▶ Your goal
Copy the result of filtering the entries below for lines that include the string "FromStr".

[Saved data entries]

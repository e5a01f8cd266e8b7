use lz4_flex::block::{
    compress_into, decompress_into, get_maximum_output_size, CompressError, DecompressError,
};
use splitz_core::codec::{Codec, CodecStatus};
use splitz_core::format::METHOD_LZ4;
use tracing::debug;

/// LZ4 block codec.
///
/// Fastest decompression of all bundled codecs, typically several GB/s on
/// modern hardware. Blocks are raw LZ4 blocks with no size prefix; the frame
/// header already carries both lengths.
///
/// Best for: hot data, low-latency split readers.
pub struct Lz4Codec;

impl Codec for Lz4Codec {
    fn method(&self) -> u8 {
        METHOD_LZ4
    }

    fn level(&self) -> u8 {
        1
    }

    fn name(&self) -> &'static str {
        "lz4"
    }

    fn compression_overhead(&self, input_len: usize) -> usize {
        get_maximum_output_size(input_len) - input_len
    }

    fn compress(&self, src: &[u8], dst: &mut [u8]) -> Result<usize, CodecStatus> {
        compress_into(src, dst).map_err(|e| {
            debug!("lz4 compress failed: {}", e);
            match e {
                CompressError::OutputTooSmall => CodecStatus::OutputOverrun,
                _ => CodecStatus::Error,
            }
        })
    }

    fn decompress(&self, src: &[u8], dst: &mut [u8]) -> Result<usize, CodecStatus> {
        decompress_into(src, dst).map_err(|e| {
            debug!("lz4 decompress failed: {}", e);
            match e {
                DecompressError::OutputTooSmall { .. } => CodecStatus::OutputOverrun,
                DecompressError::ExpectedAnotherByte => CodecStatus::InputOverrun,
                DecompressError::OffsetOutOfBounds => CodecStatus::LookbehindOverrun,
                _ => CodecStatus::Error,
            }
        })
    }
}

==

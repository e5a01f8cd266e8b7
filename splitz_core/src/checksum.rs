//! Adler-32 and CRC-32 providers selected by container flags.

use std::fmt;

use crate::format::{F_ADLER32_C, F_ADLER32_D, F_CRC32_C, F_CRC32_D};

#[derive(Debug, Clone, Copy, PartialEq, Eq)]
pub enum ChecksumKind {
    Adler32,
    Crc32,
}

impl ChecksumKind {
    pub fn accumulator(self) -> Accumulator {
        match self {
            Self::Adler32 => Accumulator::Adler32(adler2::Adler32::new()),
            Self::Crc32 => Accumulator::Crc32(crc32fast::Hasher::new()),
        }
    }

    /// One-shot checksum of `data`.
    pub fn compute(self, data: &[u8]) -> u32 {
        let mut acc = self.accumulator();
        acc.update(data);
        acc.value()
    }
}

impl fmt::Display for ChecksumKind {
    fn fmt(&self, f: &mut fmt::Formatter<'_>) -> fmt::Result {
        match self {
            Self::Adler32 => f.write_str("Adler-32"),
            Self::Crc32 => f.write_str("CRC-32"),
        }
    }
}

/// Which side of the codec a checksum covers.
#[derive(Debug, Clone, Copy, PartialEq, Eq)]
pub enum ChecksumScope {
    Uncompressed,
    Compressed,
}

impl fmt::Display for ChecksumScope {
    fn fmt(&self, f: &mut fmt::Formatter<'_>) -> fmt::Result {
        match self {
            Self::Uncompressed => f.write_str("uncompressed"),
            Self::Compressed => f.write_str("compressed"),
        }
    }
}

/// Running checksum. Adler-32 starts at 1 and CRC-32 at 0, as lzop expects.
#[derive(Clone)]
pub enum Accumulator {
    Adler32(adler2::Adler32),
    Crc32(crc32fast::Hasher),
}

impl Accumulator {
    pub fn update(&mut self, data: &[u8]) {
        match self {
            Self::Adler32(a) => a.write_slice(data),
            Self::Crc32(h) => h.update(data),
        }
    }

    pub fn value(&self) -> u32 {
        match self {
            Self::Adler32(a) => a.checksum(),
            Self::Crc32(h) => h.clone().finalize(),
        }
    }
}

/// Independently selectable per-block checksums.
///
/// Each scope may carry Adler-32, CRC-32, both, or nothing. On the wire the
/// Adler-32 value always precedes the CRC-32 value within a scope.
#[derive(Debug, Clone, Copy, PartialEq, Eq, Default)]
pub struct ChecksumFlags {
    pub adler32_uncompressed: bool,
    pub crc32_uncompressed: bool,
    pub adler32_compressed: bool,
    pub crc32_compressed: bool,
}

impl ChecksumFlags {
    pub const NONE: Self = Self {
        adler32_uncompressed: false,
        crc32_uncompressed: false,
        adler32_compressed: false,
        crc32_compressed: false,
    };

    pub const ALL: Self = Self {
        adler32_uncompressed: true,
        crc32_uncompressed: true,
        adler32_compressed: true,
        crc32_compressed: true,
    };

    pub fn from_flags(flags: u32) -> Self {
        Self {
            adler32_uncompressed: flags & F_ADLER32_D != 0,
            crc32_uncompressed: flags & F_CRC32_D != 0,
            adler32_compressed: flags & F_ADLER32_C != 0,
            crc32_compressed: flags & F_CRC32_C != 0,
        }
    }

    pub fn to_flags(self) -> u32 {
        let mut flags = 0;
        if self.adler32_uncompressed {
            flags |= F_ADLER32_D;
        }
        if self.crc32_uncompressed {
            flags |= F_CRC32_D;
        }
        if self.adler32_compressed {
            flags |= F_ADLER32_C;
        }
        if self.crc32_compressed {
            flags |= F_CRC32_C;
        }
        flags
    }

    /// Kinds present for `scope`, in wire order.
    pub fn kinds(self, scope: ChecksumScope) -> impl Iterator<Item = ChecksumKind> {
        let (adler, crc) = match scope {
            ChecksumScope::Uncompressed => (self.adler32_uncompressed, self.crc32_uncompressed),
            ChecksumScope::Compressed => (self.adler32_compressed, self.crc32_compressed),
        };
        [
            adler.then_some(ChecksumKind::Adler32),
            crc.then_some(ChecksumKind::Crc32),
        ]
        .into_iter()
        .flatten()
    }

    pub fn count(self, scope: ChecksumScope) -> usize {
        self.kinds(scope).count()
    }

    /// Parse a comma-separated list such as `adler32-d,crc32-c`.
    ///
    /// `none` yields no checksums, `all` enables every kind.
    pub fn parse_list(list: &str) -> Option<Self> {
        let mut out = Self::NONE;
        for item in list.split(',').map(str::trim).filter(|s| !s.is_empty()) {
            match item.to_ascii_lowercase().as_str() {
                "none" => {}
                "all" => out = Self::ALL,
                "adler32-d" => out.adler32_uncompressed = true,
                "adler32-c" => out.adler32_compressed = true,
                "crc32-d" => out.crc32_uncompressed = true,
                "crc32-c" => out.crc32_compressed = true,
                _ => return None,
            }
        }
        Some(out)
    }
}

==

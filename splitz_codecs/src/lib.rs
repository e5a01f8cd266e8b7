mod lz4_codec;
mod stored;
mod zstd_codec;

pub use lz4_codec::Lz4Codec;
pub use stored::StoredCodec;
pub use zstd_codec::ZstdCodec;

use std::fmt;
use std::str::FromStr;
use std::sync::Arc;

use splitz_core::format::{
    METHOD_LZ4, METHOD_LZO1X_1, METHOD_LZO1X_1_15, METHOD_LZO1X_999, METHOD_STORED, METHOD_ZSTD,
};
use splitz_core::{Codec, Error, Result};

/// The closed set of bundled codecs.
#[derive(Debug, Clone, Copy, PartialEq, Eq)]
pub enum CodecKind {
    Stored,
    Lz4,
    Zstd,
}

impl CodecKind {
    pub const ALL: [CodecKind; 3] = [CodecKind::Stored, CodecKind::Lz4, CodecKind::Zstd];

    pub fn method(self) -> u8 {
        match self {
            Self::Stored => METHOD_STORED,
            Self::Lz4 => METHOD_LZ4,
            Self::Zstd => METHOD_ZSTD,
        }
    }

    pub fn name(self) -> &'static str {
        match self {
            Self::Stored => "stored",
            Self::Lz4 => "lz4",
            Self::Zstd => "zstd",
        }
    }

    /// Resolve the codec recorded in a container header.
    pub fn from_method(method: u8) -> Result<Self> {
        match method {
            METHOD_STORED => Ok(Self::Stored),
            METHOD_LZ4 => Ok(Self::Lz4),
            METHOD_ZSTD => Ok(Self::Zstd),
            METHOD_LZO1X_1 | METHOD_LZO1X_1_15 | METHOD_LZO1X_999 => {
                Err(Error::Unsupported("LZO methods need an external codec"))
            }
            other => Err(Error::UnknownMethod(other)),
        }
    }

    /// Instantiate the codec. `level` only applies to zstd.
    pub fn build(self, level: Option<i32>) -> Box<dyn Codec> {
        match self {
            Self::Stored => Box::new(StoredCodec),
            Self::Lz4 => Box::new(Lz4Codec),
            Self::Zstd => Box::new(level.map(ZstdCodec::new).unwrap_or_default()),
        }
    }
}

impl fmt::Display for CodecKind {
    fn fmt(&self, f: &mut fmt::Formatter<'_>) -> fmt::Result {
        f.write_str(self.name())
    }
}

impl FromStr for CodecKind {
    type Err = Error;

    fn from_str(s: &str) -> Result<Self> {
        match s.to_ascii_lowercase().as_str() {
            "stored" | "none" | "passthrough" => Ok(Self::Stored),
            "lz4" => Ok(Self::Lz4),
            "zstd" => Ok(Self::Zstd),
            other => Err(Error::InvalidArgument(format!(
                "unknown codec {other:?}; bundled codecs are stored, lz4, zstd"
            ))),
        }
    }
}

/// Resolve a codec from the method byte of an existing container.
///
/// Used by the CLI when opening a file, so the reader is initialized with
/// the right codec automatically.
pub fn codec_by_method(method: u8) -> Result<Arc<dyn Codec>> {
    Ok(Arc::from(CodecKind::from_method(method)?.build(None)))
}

▶ Solution
use std::str::FromStr;
impl FromStr for CodecKind {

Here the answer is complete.